US sale fuels CRH’s €4bn spree

CRH, the global building materials group, could spend almost €4 billion acquiring new businesses over the next two years as it reinvests funds from the sale of its US distribution arm.

The Dublin-headquartered company yesterday announced the sale of its Americas distribution business to Beacon Roofing Supply for $2.63 billion (€2.23 billion) in cash, saying that it would use the proceeds to fuel further expansion elsewhere.

€600 million has already been used to acquire Fels, a German lime and aggregates business. CRH spent a further €630 million on smaller acquisitions in the first six months of the year.

Albert Manifold, the group chief executive, said the deals demonstrated CRH’s ability to add value for shareholders. He said the company had decided to sell off the US business after a fundamental shift in the industry in recent years.

“The industry started to change about five years ago after the crisis . . . larger businesses started consolidating the industry at prices that we really felt we couldn’t afford to pay and create value for our shareholders.

“The investment thesis had changed because the [industry] fragmentation was gone, it became very consolidated and very expensive. We decided we would sell at a price of 16 times earnings which is a very strong price. Quite frankly it was a price that we felt would be significantly in excess of what we could generate for our shareholders in the years ahead.
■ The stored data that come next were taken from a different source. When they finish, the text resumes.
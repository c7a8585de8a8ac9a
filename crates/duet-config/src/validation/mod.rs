//! Full configuration validation.
//!
//! Validates numeric ranges and the listener address. Each section has its
//! own function; `validate` calls them all and collects errors into a
//! single `ConfigError`.

mod helpers;
mod sections;


use crate::schema::DuetConfig;
use duet_common::ConfigError;

/// Run all validations on a config, collecting all errors.
pub fn validate(config: &DuetConfig) -> Result<(), ConfigError> {
    let mut errors: Vec<String> = Vec::new();

    sections::validate_server(&mut errors, config);
    sections::validate_limits(&mut errors, config);

    if errors.is_empty() {
        Ok(())
    } else {
        Err(ConfigError::ValidationError(errors.join("; ")))
    }
}
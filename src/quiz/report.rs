use std::collections::HashSet;

use crate::quiz::session::Session;
use crate::quiz::tracker::UserWordAccuracy;
use crate::quiz::{QuizError, QuizItem};

/// Telegram refuses messages longer than this many characters.
pub const MESSAGE_LIMIT: usize = 4096;
/// Missed words listed in the end-of-quiz message; the rest are only counted.
pub const MISSED_LIST_LIMIT: usize = 20;
/// Rows shown in the all-learners overview.
pub const OVERVIEW_LIMIT: usize = 40;
const LINE_LIMIT: usize = 100;

#[derive(Debug, Clone, PartialEq)]
pub struct Summary {
    pub score: usize,
    pub total: usize,
    /// In quiz order; an item drawn twice and missed twice appears twice.
    pub missed_items: Vec<QuizItem>,
}

pub fn summarize(session: &Session) -> Result<Summary, QuizError> {
    if !session.is_finished() {
        return Err(QuizError::SessionNotFinished {
            answered: session.answers().len(),
            total: session.items().len(),
        });
    }

    let mut score = 0;
    let mut missed_items = Vec::new();
    for (item, answer) in session.items().iter().zip(session.answers()) {
        if answer.is_correct {
            score += 1;
        } else {
            missed_items.push(item.clone());
        }
    }

    Ok(Summary {
        score,
        total: session.items().len(),
        missed_items,
    })
}

pub fn to_review_request(summary: &Summary) -> Vec<QuizItem> {
    summary.missed_items.clone()
}

fn clip(line: String) -> String {
    if line.chars().count() <= LINE_LIMIT {
        return line;
    }
    let mut clipped: String = line.chars().take(LINE_LIMIT - 3).collect();
    clipped.push_str("...");
    clipped
}

/// End-of-quiz message. Each missed word is listed once, at most
/// [`MISSED_LIST_LIMIT`] of them, so the text always fits one message.
pub fn summary_text(summary: &Summary) -> String {
    let mut text = format!(
        "Quiz finished! You answered {} of {} questions correctly.",
        summary.score, summary.total
    );

    let mut seen = HashSet::new();
    let unique: Vec<&QuizItem> = summary
        .missed_items
        .iter()
        .filter(|item| seen.insert(item.id.as_str()))
        .collect();

    if unique.is_empty() {
        text.push_str("\nAll correct, nothing to review!");
    } else {
        text.push_str("\n\nWords to review:");
        for item in unique.iter().take(MISSED_LIST_LIMIT) {
            text.push('\n');
            text.push_str(&clip(format!("{}: {}", item.id, item.correct_choice)));
        }
        if unique.len() > MISSED_LIST_LIMIT {
            text.push_str(&format!("\n...and {} more", unique.len() - MISSED_LIST_LIMIT));
        }
    }
    text.push_str("\n\nWhat would you like to do next?");
    text
}

/// Admin view of every learner's accuracy, one line per user and word.
pub fn overview_text(rows: &[UserWordAccuracy]) -> String {
    if rows.is_empty() {
        return "No answers recorded yet.".to_string();
    }

    let mut text = String::from("Accuracy by learner, weakest words first:");
    for row in rows.iter().take(OVERVIEW_LIMIT) {
        text.push('\n');
        text.push_str(&clip(format!(
            "{} / {}: {}/{} ({:.0}%)",
            row.user_id,
            row.item_id,
            row.stat.corrects,
            row.stat.attempts,
            row.stat.accuracy().unwrap_or(0.0) * 100.0
        )));
    }
    if rows.len() > OVERVIEW_LIMIT {
        text.push_str(&format!("\n...and {} more rows", rows.len() - OVERVIEW_LIMIT));
    }
    text
}

#[cfg(test)]
mod tests {
    use super::*;
    use crate::quiz::selector::{select_normal, select_review};
    use crate::quiz::test_support::{item, wrong_choice};
    use crate::quiz::tracker::{AccuracyStat, AccuracyTracker};
    use crate::quiz::word_bank::WordBank;
    use rand::rngs::StdRng;
    use rand::SeedableRng;

    const WORDS: &str = "\
id,prompt_text,choices,correct_choice
A,First ____.,x|p|q,x
B,Second ____.,y|r|s,y
C,Third ____.,z|t|u,z
";

    #[test]
    fn scores_a_finished_session() {
        let (bank, _) = WordBank::load(WORDS.as_bytes()).unwrap();
        let mut rng = StdRng::seed_from_u64(21);
        let items = select_normal(&bank, 3, &mut rng);
        let mut session = Session::start_with_rng(items, &mut rng).unwrap();
        let mut tracker = AccuracyTracker::in_memory("u");

        while !session.is_finished() {
            let item = session.current_item().unwrap().clone();
            let choice = if item.id == "B" {
                wrong_choice(&item)
            } else {
                item.correct_choice.clone()
            };
            session.submit_answer(&choice, &mut tracker).unwrap();
            session.advance().unwrap();
        }

        let summary = summarize(&session).unwrap();
        assert_eq!(summary.score, 2);
        assert_eq!(summary.total, 3);
        assert_eq!(summary.missed_items, vec![bank.get("B").unwrap().clone()]);
        assert_eq!(summary.score + summary.missed_items.len(), summary.total);

        let review = select_review(&to_review_request(&summary), 5, &mut rng);
        assert_eq!(review, summary.missed_items);
    }

    #[test]
    fn repeated_misses_are_kept() {
        let (bank, _) = WordBank::load(WORDS.as_bytes()).unwrap();
        let b = bank.get("B").unwrap().clone();
        let mut session =
            Session::start_with_rng(vec![b.clone(), b.clone()], &mut StdRng::seed_from_u64(3))
                .unwrap();
        let mut tracker = AccuracyTracker::in_memory("u");
        for _ in 0..2 {
            session.submit_answer("r", &mut tracker).unwrap();
            session.advance().unwrap();
        }

        let summary = summarize(&session).unwrap();
        assert_eq!(summary.score, 0);
        assert_eq!(summary.missed_items, vec![b.clone(), b]);
        assert_eq!(tracker.stat_for("B").attempts, 2);
    }

    #[test]
    fn unfinished_sessions_cannot_be_summarized() {
        let (bank, _) = WordBank::load(WORDS.as_bytes()).unwrap();
        let session = Session::start(bank.items().to_vec()).unwrap();
        assert!(matches!(
            summarize(&session),
            Err(QuizError::SessionNotFinished { answered: 0, total: 3 })
        ));
    }

    #[test]
    fn summary_text_lists_each_missed_word_once() {
        let b = item("B", "y");
        let summary = Summary {
            score: 1,
            total: 3,
            missed_items: vec![b.clone(), b],
        };
        let text = summary_text(&summary);
        assert!(text.starts_with("Quiz finished! You answered 1 of 3"));
        assert_eq!(text.matches("B: y").count(), 1);
        assert!(!text.contains("more"));
    }

    #[test]
    fn summary_text_fits_one_message_for_long_quizzes() {
        let long_answer = "x".repeat(3000);
        let missed_items: Vec<_> = (0..500)
            .map(|i| item(&format!("word-{}", i), &long_answer))
            .collect();
        let summary = Summary {
            score: 0,
            total: missed_items.len(),
            missed_items,
        };

        let text = summary_text(&summary);
        assert!(text.chars().count() < MESSAGE_LIMIT, "{} chars", text.chars().count());
        assert!(text.contains("word-19: "));
        assert!(!text.contains("word-20: "));
        assert!(text.contains("...and 480 more"));
    }

    #[test]
    fn overview_text_is_capped() {
        let rows: Vec<_> = (0..100)
            .map(|i| UserWordAccuracy {
                user_id: format!("user-{}", i),
                item_id: "run".to_string(),
                stat: AccuracyStat { attempts: 4, corrects: 1 },
            })
            .collect();

        let text = overview_text(&rows);
        assert!(text.contains("user-0 / run: 1/4 (25%)"));
        assert!(text.ends_with("...and 60 more rows"));
        assert!(text.chars().count() < MESSAGE_LIMIT);
        assert_eq!(overview_text(&[]), "No answers recorded yet.");
    }
}
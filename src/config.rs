use std::path::PathBuf;
use std::sync::Arc;

use crate::quiz::selector::{DEFAULT_QUESTION_COUNT, MAX_QUESTION_COUNT};
use crate::quiz::store::{AttemptStore, JsonLinesStore, SqliteStore, StoreError};

#[derive(Debug, Clone, Copy, PartialEq, Eq)]
pub enum HistoryBackend {
    Memory,
    Json,
    Sqlite,
}

#[derive(Debug, Clone, PartialEq)]
pub struct Config {
    pub words_path: PathBuf,
    pub dialogue_db: String,
    pub history: HistoryBackend,
    pub history_path: PathBuf,
    pub default_questions: usize,
    /// Chat allowed to use `/overview`; unset means nobody.
    pub admin_chat_id: Option<i64>,
}

#[derive(Debug, thiserror::Error)]
pub enum ConfigError {
    #[error("QUIZ_HISTORY must be one of memory, json, sqlite (got '{0}')")]
    UnknownHistoryBackend(String),
    #[error("QUIZ_DEFAULT_QUESTIONS must be a number from 1 to 50 (got '{0}')")]
    InvalidQuestionCount(String),
    #[error("QUIZ_ADMIN_CHAT_ID must be a Telegram chat id (got '{0}')")]
    InvalidAdminChatId(String),
    #[error("could not open the answer history")]
    Store(#[from] StoreError),
}

impl Config {
    pub fn from_env() -> Result<Self, ConfigError> {
        Self::from_lookup(|key| std::env::var(key).ok())
    }

    pub fn from_lookup(lookup: impl Fn(&str) -> Option<String>) -> Result<Self, ConfigError> {
        let history = match lookup("QUIZ_HISTORY").as_deref() {
            None | Some("json") => HistoryBackend::Json,
            Some("sqlite") => HistoryBackend::Sqlite,
            Some("memory") => HistoryBackend::Memory,
            Some(other) => return Err(ConfigError::UnknownHistoryBackend(other.to_string())),
        };

        let history_path = lookup("QUIZ_HISTORY_PATH")
            .map(PathBuf::from)
            .unwrap_or_else(|| match history {
                HistoryBackend::Sqlite => PathBuf::from("history.sqlite"),
                HistoryBackend::Json | HistoryBackend::Memory => PathBuf::from("user_history"),
            });

        let default_questions = match lookup("QUIZ_DEFAULT_QUESTIONS") {
            None => DEFAULT_QUESTION_COUNT,
            Some(raw) => match raw.trim().parse::<usize>() {
                Ok(n) if (1..=MAX_QUESTION_COUNT).contains(&n) => n,
                _ => return Err(ConfigError::InvalidQuestionCount(raw)),
            },
        };

        let admin_chat_id = match lookup("QUIZ_ADMIN_CHAT_ID") {
            None => None,
            Some(raw) => match raw.trim().parse::<i64>() {
                Ok(id) => Some(id),
                Err(_) => return Err(ConfigError::InvalidAdminChatId(raw)),
            },
        };

        Ok(Self {
            words_path: lookup("QUIZ_WORDS_PATH")
                .map(PathBuf::from)
                .unwrap_or_else(|| PathBuf::from("words.csv")),
            dialogue_db: lookup("QUIZ_DIALOGUE_DB").unwrap_or_else(|| "db.sqlite".to_string()),
            history,
            history_path,
            default_questions,
            admin_chat_id,
        })
    }

    pub fn open_history(&self) -> Result<Option<Arc<dyn AttemptStore>>, ConfigError> {
        let store: Arc<dyn AttemptStore> = match self.history {
            HistoryBackend::Memory => return Ok(None),
            HistoryBackend::Json => Arc::new(JsonLinesStore::open(&self.history_path)?),
            HistoryBackend::Sqlite => Arc::new(SqliteStore::open(&self.history_path)?),
        };
        Ok(Some(store))
    }
}
pub mod error;
pub mod report;
pub mod selector;
pub mod session;
pub mod store;
pub mod tracker;
pub mod word_bank;

pub use error::{MalformedItem, MalformedReason, QuizError};

/// One multiple-choice vocabulary question.
#[derive(Debug, Clone, Default, PartialEq, serde::Serialize, serde::Deserialize)]
pub struct QuizItem {
    /// The headword, unique within a word bank.
    pub id: String,
    pub prompt_text: String,
    pub choices: Vec<String>,
    pub correct_choice: String,
    pub gloss_text: Option<String>,
    pub translation_text: Option<String>,
}

impl QuizItem {
    pub fn new(
        id: impl Into<String>,
        prompt_text: impl Into<String>,
        choices: Vec<String>,
        correct_choice: impl Into<String>,
    ) -> Self {
        Self {
            id: id.into(),
            prompt_text: prompt_text.into(),
            choices,
            correct_choice: correct_choice.into(),
            gloss_text: None,
            translation_text: None,
        }
    }

    pub fn is_correct(&self, choice: &str) -> bool {
        self.correct_choice == choice
    }

    /// Choices that appear more than once, each reported once.
    pub fn duplicate_choices(&self) -> Vec<&str> {
        let mut duplicates: Vec<&str> = Vec::new();
        for (i, choice) in self.choices.iter().enumerate() {
            if self.choices[..i].contains(choice) && !duplicates.contains(&choice.as_str()) {
                duplicates.push(choice);
            }
        }
        duplicates
    }
}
“What we’re going to do is take that money off the table and reallocate it back across CRH for better opportunities for growth and returns for our shareholders,” he said.

Fels was a business that CRH had looked to acquire three or four times previously over the past 20 years, he said, adding that it fitted “very well” within its existing lime business in Ireland, Britain and Poland.

“There are significant synergies for us and it positions us very well in this market,” he said.

Senan Murphy, the group finance director, said CRH expected to spend up to €3 billion on acquisitions over a two year period from the beginning of 2017.

Once the €2.2 billion sale of its US distribution business and €1.23 billion spend on acquisitions so far this year was accounted for, CRH’s acquisition “war chest” had been boosted by another €1 billion or so, he said.

“We’re obviously actively working through the pipeline. You need to be patient in terms of how these come through but we’re actively looking at opportunities and we’ll see how they play out,” he said.

A note by Davy, the Dublin stockbrokers, said CRH’s disposal was “in line with its strategy of recycling capital into higher-returning business”.

CRH reported a 27 per cent increase in pre-tax profit from €407 million to €517 million for the first half of 2017.

Revenues grew from €12.69 billion to €12.99 billion while earnings increased by 5 per cent to €1.18 billion.

Mr Manifold said the company’s financial performance was “satisfactory” with sales up 1 per cent and 3 per cent in Europe and the Americas, respectively.It continued to struggle in Asia, however, where sales fell by 8 per cent.

The company’s basic earnings per share rose by 29 per cent to 43.5 cent while the board increased the interim dividend by 2.1 per cent to 19.2 cent per share. CRH’s London-listed shares rose 103p, or 3.8 per cent, to £27.93.